If it sounds familiar that is because in many ways it is. As the creel fishermen’s advocate Michael Upton explains, just like the Brexit-era fishing debate, at its heart this case was all about determining who has the right to fish where.
“It really goes back to the 19th century, when fishing was localised,” he explains. “People would come out of their own harbours and, on the whole, would fish in their own waters.
“Then you got steam trawlers coming along in the 1870s and hoovering everything up.
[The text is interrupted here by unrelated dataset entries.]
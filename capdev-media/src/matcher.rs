//! Matching requested configurations against device capabilities

use capdev_core::{
    fps_from_frame_interval, AudioCapabilitySet, AudioDeviceEntry, CaptureError, CaptureResult,
    DeviceCatalogEntry, DeviceId, NegotiatedAudio, NegotiatedVideo, RequestedAudioConfig,
    RequestedVideoConfig, ResolvedAudioConfig, ResolvedVideoConfig, StreamKind,
    VideoCapabilitySet, VideoDeviceEntry,
};
use thiserror::Error;

/// No capability of a device satisfies a request
///
/// This is an expected outcome: the caller relaxes its constraints and asks
/// again.
#[derive(Error, Debug, Clone, PartialEq, Eq)]
#[error("no capability of '{device}' satisfies {request}")]
pub struct NoMatch {
    /// Device display name
    pub device: String,
    /// Human readable form of the request
    pub request: String,
}

impl From<NoMatch> for CaptureError {
    fn from(no_match: NoMatch) -> Self {
        CaptureError::NoMatch {
            device: no_match.device,
            reason: format!("unsatisfiable request {}", no_match.request),
        }
    }
}

/// Resolve a video request against one catalog entry
///
/// Among the capabilities whose ranges contain the request, one producing the
/// requested output format directly wins over one needing conversion, then
/// the finer granularity wins, then enumeration order. Width and height are
/// rounded down to the capability's step, never outside its range.
pub fn match_video(
    requested: &RequestedVideoConfig,
    entry: &VideoDeviceEntry,
) -> Result<ResolvedVideoConfig, NoMatch> {
    if requested.use_default {
        return Ok(ResolvedVideoConfig {
            request: requested.clone(),
            capability: entry.capabilities.first().cloned(),
            negotiated: None,
        });
    }

    let mut best: Option<((bool, u64), &VideoCapabilitySet, NegotiatedVideo)> = None;
    for caps in &entry.capabilities {
        let Some(mode) = fit_video(requested, caps) else {
            continue;
        };
        let rank = (
            !requested.format.accepts(caps.format),
            caps.width_step as u64 + caps.height_step as u64,
        );
        if best.as_ref().map_or(true, |(best_rank, _, _)| rank < *best_rank) {
            best = Some((rank, caps, mode));
        }
    }

    match best {
        Some((_, caps, mode)) => Ok(ResolvedVideoConfig {
            request: requested.clone(),
            capability: Some(caps.clone()),
            negotiated: Some(mode),
        }),
        None => Err(NoMatch {
            device: entry.id.name.clone(),
            request: describe_video(requested),
        }),
    }
}

fn fit_video(
    requested: &RequestedVideoConfig,
    caps: &VideoCapabilitySet,
) -> Option<NegotiatedVideo> {
    if !requested.internal_format.accepts(caps.format)
        || !caps.format.converts_to(requested.format)
    {
        return None;
    }

    let width = caps.snap_width(requested.width)?;
    let height = caps.snap_height(requested.height)?;
    let frame_interval = match requested.frame_interval {
        Some(interval) if caps.contains_interval(interval) => interval,
        Some(_) => return None,
        None => caps.min_frame_interval,
    };

    Some(NegotiatedVideo {
        width,
        height,
        frame_interval,
        format: caps.format,
    })
}

fn describe_video(requested: &RequestedVideoConfig) -> String {
    let rate = match requested.frame_interval {
        Some(interval) => format!("{:.2} fps", fps_from_frame_interval(interval)),
        None => "any rate".to_string(),
    };
    format!(
        "{}x{} at {} ({} -> {})",
        requested.width, requested.height, rate, requested.internal_format, requested.format
    )
}

/// Resolve an audio request against one catalog entry
pub fn match_audio(
    requested: &RequestedAudioConfig,
    entry: &AudioDeviceEntry,
) -> Result<ResolvedAudioConfig, NoMatch> {
    if requested.use_default {
        return Ok(ResolvedAudioConfig {
            request: requested.clone(),
            capability: entry.capabilities.first().cloned(),
            negotiated: None,
        });
    }

    let mut best: Option<(u64, &AudioCapabilitySet, NegotiatedAudio)> = None;
    for caps in &entry.capabilities {
        let Some(mode) = fit_audio(requested, caps) else {
            continue;
        };
        let rank = caps.channels_step as u64 + caps.sample_rate_step as u64;
        if best.as_ref().map_or(true, |(best_rank, _, _)| rank < *best_rank) {
            best = Some((rank, caps, mode));
        }
    }

    match best {
        Some((_, caps, mode)) => Ok(ResolvedAudioConfig {
            request: requested.clone(),
            capability: Some(caps.clone()),
            negotiated: Some(mode),
        }),
        None => Err(NoMatch {
            device: entry.id.name.clone(),
            request: format!(
                "{} ch at {} Hz ({})",
                requested.channels, requested.sample_rate, requested.format
            ),
        }),
    }
}

fn fit_audio(
    requested: &RequestedAudioConfig,
    caps: &AudioCapabilitySet,
) -> Option<NegotiatedAudio> {
    if !requested.format.accepts(caps.format) {
        return None;
    }
    Some(NegotiatedAudio {
        sample_rate: caps.snap_sample_rate(requested.sample_rate)?,
        channels: caps.snap_channels(requested.channels)?,
        format: caps.format,
    })
}

/// Check a resolved video config against a filter's live capabilities
pub fn validate_video(
    resolved: &ResolvedVideoConfig,
    live: &[VideoCapabilitySet],
) -> CaptureResult<()> {
    let Some(mode) = resolved.negotiated else {
        return Ok(());
    };
    let supported = live.iter().any(|caps| {
        caps.format == mode.format && caps.contains(mode.width, mode.height, mode.frame_interval)
    });
    if supported {
        Ok(())
    } else {
        Err(CaptureError::ConfigurationRejected {
            stream: StreamKind::Video,
            reason: format!(
                "{}x{} {} at interval {} is not offered by the device",
                mode.width, mode.height, mode.format, mode.frame_interval
            ),
        })
    }
}

/// Check a resolved audio config against a filter's live capabilities
pub fn validate_audio(
    resolved: &ResolvedAudioConfig,
    live: &[AudioCapabilitySet],
) -> CaptureResult<()> {
    let Some(mode) = resolved.negotiated else {
        return Ok(());
    };
    let supported = live.iter().any(|caps| {
        caps.format == mode.format
            && caps.snap_channels(mode.channels) == Some(mode.channels)
            && caps.snap_sample_rate(mode.sample_rate) == Some(mode.sample_rate)
    });
    if supported {
        Ok(())
    } else {
        Err(CaptureError::ConfigurationRejected {
            stream: StreamKind::Audio,
            reason: format!(
                "{} ch at {} Hz {} is not offered by the device",
                mode.channels, mode.sample_rate, mode.format
            ),
        })
    }
}

/// Pick the catalog entry a request refers to
///
/// A non-empty location takes precedence over the path; the name, when set,
/// must always agree. When no entry carries the location (registry
/// unavailable, device moved) the path decides. A request naming nothing
/// selects the first entry.
pub fn select_device<'a, C>(
    entries: &'a [DeviceCatalogEntry<C>],
    device: &DeviceId,
    location: Option<&str>,
) -> Option<&'a DeviceCatalogEntry<C>> {
    let name_agrees =
        |entry: &DeviceCatalogEntry<C>| device.name.is_empty() || entry.id.name == device.name;

    if let Some(loc) = location.filter(|loc| !loc.is_empty()) {
        let by_location = entries
            .iter()
            .find(|entry| name_agrees(*entry) && entry.location_id.as_deref() == Some(loc));
        if by_location.is_some() {
            return by_location;
        }
    }

    entries.iter().find(|entry| {
        name_agrees(*entry) && (device.path.is_empty() || entry.id.path == device.path)
    })
}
A law was passed that meant they couldn’t trawl within three miles of the coast and that lasted for about 100 years.
“By the 1970s the trawlermen were saying that there wasn’t much out there any more so could they come in and get what’s within those three miles.”
As a result, the Inshore Fishing (Scotland) Act of 1984 essentially abolished the three-mile limit, leading to concerns not just about over-fishing but about damage to the seabed too. When governmental body Marine Scotland sought ideas for pilot fisheries projects in 2017, the creel fishermen saw it as an ideal opportunity to address those issues head on. They suggested trialling a return to a localised approach for prawn fishing off the coast of Skye but, despite promising that all pilot proposals would be considered based on five key criteria, government ministers dismissed their idea on the grounds it had been opposed. This, Mr Upton argued in court, was the wrong approach.
“That’s what was judicially reviewed,” Mr Upton says. “The report that was issued simply said there was opposition to the proposal and that was the reason for rejecting it; there was no assessment from the ministers themselves on the merits of the proposal. The judge said that wasn’t good enough, they have to reconsider.”
Government ministers have indicated that they see little point in reconsidering the proposal now given the time that has elapsed since it was first drafted and the fact a new fisheries management strategy for 2020 to 2030 has come into force. Despite this, and despite the fact that reconsidering the proposal would not necessarily lead to it being given the go-ahead, Mr Upton says its contents consider wider recognition. This, he says, is because it contains the SCFF’s argument about the sustainability of the seas being just as important as fishermen’s livelihoods.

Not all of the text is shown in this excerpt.